__Material for this task__
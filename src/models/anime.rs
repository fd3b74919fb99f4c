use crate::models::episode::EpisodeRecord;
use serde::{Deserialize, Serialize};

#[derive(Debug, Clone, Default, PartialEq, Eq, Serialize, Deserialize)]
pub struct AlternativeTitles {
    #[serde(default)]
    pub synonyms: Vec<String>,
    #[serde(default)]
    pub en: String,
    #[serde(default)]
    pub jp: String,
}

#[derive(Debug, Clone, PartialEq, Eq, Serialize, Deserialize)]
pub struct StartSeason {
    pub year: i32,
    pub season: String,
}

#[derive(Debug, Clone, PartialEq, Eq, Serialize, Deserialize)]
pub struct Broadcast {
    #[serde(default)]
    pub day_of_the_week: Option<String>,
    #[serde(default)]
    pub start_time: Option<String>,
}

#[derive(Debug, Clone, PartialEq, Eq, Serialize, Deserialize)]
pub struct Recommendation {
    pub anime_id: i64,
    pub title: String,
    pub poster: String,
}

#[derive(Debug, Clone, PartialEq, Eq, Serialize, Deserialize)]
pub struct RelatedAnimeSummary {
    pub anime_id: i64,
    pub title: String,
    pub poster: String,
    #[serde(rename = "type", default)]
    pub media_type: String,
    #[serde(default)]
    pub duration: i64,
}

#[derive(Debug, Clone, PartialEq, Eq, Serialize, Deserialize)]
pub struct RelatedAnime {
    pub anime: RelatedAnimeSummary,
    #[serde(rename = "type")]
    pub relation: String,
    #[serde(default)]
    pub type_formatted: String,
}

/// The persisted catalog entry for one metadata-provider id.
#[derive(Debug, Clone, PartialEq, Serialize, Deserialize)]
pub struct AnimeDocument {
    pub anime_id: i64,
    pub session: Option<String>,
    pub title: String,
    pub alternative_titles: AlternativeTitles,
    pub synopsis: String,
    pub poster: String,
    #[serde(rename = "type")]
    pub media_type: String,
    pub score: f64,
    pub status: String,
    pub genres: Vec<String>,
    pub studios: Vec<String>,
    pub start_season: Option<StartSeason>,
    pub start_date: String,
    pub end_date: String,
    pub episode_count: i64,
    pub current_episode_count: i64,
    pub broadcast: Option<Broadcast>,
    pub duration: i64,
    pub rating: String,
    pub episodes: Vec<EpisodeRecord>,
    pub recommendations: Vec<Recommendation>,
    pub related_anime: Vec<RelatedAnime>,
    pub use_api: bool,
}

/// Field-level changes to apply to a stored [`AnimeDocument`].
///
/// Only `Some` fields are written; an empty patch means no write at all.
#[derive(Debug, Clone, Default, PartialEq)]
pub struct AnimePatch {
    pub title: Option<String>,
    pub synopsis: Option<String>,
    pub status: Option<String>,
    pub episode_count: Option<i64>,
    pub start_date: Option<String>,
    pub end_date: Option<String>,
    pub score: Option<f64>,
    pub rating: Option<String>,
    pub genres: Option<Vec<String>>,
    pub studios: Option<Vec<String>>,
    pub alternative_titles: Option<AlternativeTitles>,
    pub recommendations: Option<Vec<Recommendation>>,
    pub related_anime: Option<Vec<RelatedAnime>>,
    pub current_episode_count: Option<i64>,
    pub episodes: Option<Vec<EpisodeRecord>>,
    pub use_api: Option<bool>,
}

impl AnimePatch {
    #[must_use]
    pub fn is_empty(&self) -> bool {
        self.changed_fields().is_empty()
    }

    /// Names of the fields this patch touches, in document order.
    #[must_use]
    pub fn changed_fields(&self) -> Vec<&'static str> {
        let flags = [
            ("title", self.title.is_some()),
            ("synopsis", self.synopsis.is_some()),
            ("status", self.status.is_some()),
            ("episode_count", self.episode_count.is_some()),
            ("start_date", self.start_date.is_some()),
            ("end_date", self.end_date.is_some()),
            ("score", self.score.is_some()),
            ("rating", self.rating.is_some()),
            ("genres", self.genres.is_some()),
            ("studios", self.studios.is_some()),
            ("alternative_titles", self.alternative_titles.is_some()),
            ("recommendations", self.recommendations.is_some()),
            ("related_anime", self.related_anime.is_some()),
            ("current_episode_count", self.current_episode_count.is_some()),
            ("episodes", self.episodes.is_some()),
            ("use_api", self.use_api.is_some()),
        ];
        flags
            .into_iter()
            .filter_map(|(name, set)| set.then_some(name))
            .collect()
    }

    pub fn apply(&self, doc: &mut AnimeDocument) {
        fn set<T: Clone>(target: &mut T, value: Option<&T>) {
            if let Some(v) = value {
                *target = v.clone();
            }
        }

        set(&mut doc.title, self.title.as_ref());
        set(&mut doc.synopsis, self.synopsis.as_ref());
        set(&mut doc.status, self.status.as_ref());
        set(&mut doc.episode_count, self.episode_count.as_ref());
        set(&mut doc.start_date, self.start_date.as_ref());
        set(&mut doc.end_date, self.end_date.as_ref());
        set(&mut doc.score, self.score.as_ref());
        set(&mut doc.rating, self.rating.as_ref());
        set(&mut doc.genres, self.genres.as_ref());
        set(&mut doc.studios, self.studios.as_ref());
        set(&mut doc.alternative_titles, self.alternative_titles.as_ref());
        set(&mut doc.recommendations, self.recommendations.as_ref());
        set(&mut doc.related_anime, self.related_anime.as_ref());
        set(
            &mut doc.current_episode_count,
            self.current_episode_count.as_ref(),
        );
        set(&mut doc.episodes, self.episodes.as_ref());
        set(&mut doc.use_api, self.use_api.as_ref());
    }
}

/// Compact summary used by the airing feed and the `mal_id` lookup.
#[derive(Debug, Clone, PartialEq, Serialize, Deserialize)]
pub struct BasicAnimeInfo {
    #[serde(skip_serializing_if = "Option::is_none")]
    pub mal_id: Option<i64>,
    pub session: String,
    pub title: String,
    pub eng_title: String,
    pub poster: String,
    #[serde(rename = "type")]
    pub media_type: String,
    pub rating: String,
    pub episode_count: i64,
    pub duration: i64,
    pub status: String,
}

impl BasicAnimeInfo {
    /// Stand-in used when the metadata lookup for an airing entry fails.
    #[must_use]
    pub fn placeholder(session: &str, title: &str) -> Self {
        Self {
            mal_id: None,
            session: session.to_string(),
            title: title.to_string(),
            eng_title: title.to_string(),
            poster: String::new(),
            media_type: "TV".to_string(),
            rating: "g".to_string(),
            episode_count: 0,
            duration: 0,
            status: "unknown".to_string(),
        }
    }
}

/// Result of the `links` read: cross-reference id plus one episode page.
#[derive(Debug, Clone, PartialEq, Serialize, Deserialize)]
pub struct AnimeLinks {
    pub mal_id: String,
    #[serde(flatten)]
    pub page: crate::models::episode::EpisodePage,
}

__Activity__
Give the full listing above again, exactly as it was presented.

__Solution for this task__
filename src/models/anime.rs
repository fd3b74919fb99f4c
use crate::models::episode::EpisodeRecord;
use serde::{Deserialize, Serialize};

#[derive(Debug, Clone, Default, PartialEq, Eq, Serialize, Deserialize)]
pub struct AlternativeTitles {
    #[serde(default)]
    pub synonyms: Vec<String>,
    #[serde(default)]
    pub en: String,
    #[serde(default)]
    pub jp: String,
}

#[derive(Debug, Clone, PartialEq, Eq, Serialize, Deserialize)]
pub struct StartSeason {
    pub year: i32,
    pub season: String,
}

#[derive(Debug, Clone, PartialEq, Eq, Serialize, Deserialize)]
pub struct Broadcast {
    #[serde(default)]
    pub day_of_the_week: Option<String>,
    #[serde(default)]
    pub start_time: Option<String>,
}

#[derive(Debug, Clone, PartialEq, Eq, Serialize, Deserialize)]
pub struct Recommendation {
    pub anime_id: i64,
    pub title: String,
    pub poster: String,
}

#[derive(Debug, Clone, PartialEq, Eq, Serialize, Deserialize)]
pub struct RelatedAnimeSummary {
    pub anime_id: i64,
    pub title: String,
    pub poster: String,
    #[serde(rename = "type", default)]
    pub media_type: String,
    #[serde(default)]
    pub duration: i64,
}

#[derive(Debug, Clone, PartialEq, Eq, Serialize, Deserialize)]
pub struct RelatedAnime {
    pub anime: RelatedAnimeSummary,
    #[serde(rename = "type")]
    pub relation: String,
    #[serde(default)]
    pub type_formatted: String,
}

/// The persisted catalog entry for one metadata-provider id.
#[derive(Debug, Clone, PartialEq, Serialize, Deserialize)]
pub struct AnimeDocument {
    pub anime_id: i64,
    pub session: Option<String>,
    pub title: String,
    pub alternative_titles: AlternativeTitles,
    pub synopsis: String,
    pub poster: String,
    #[serde(rename = "type")]
    pub media_type: String,
    pub score: f64,
    pub status: String,
    pub genres: Vec<String>,
    pub studios: Vec<String>,
    pub start_season: Option<StartSeason>,
    pub start_date: String,
    pub end_date: String,
    pub episode_count: i64,
    pub current_episode_count: i64,
    pub broadcast: Option<Broadcast>,
    pub duration: i64,
    pub rating: String,
    pub episodes: Vec<EpisodeRecord>,
    pub recommendations: Vec<Recommendation>,
    pub related_anime: Vec<RelatedAnime>,
    pub use_api: bool,
}

/// Field-level changes to apply to a stored [`AnimeDocument`].
///
/// Only `Some` fields are written; an empty patch means no write at all.
#[derive(Debug, Clone, Default, PartialEq)]
pub struct AnimePatch {
    pub title: Option<String>,
    pub synopsis: Option<String>,
    pub status: Option<String>,
    pub episode_count: Option<i64>,
    pub start_date: Option<String>,
    pub end_date: Option<String>,
    pub score: Option<f64>,
    pub rating: Option<String>,
    pub genres: Option<Vec<String>>,
    pub studios: Option<Vec<String>>,
    pub alternative_titles: Option<AlternativeTitles>,
    pub recommendations: Option<Vec<Recommendation>>,
    pub related_anime: Option<Vec<RelatedAnime>>,
    pub current_episode_count: Option<i64>,
    pub episodes: Option<Vec<EpisodeRecord>>,
    pub use_api: Option<bool>,
}

impl AnimePatch {
    #[must_use]
    pub fn is_empty(&self) -> bool {
        self.changed_fields().is_empty()
    }

    /// Names of the fields this patch touches, in document order.
    #[must_use]
    pub fn changed_fields(&self) -> Vec<&'static str> {
        let flags = [
            ("title", self.title.is_some()),
            ("synopsis", self.synopsis.is_some()),
            ("status", self.status.is_some()),
            ("episode_count", self.episode_count.is_some()),
            ("start_date", self.start_date.is_some()),
            ("end_date", self.end_date.is_some()),
            ("score", self.score.is_some()),
            ("rating", self.rating.is_some()),
            ("genres", self.genres.is_some()),
            ("studios", self.studios.is_some()),
            ("alternative_titles", self.alternative_titles.is_some()),
            ("recommendations", self.recommendations.is_some()),
            ("related_anime", self.related_anime.is_some()),
            ("current_episode_count", self.current_episode_count.is_some()),
            ("episodes", self.episodes.is_some()),
            ("use_api", self.use_api.is_some()),
        ];
        flags
            .into_iter()
            .filter_map(|(name, set)| set.then_some(name))
            .collect()
    }

    pub fn apply(&self, doc: &mut AnimeDocument) {
        fn set<T: Clone>(target: &mut T, value: Option<&T>) {
            if let Some(v) = value {
                *target = v.clone();
            }
        }

        set(&mut doc.title, self.title.as_ref());
        set(&mut doc.synopsis, self.synopsis.as_ref());
        set(&mut doc.status, self.status.as_ref());
        set(&mut doc.episode_count, self.episode_count.as_ref());
        set(&mut doc.start_date, self.start_date.as_ref());
        set(&mut doc.end_date, self.end_date.as_ref());
        set(&mut doc.score, self.score.as_ref());
        set(&mut doc.rating, self.rating.as_ref());
        set(&mut doc.genres, self.genres.as_ref());
        set(&mut doc.studios, self.studios.as_ref());
        set(&mut doc.alternative_titles, self.alternative_titles.as_ref());
        set(&mut doc.recommendations, self.recommendations.as_ref());
        set(&mut doc.related_anime, self.related_anime.as_ref());
        set(
            &mut doc.current_episode_count,
            self.current_episode_count.as_ref(),
        );
        set(&mut doc.episodes, self.episodes.as_ref());
        set(&mut doc.use_api, self.use_api.as_ref());
    }
}

/// Compact summary used by the airing feed and the `mal_id` lookup.
#[derive(Debug, Clone, PartialEq, Serialize, Deserialize)]
pub struct BasicAnimeInfo {
    #[serde(skip_serializing_if = "Option::is_none")]
    pub mal_id: Option<i64>,
    pub session: String,
    pub title: String,
    pub eng_title: String,
    pub poster: String,
    #[serde(rename = "type")]
    pub media_type: String,
    pub rating: String,
    pub episode_count: i64,
    pub duration: i64,
    pub status: String,
}

impl BasicAnimeInfo {
    /// Stand-in used when the metadata lookup for an airing entry fails.
    #[must_use]
    pub fn placeholder(session: &str, title: &str) -> Self {
        Self {
            mal_id: None,
            session: session.to_string(),
            title: title.to_string(),
            eng_title: title.to_string(),
            poster: String::new(),
            media_type: "TV".to_string(),
            rating: "g".to_string(),
            episode_count: 0,
            duration: 0,
            status: "unknown".to_string(),
        }
    }
}

/// Result of the `links` read: cross-reference id plus one episode page.
#[derive(Debug, Clone, PartialEq, Serialize, Deserialize)]
pub struct AnimeLinks {
    pub mal_id: String,
    #[serde(flatten)]
    pub page: crate::models::episode::EpisodePage,
}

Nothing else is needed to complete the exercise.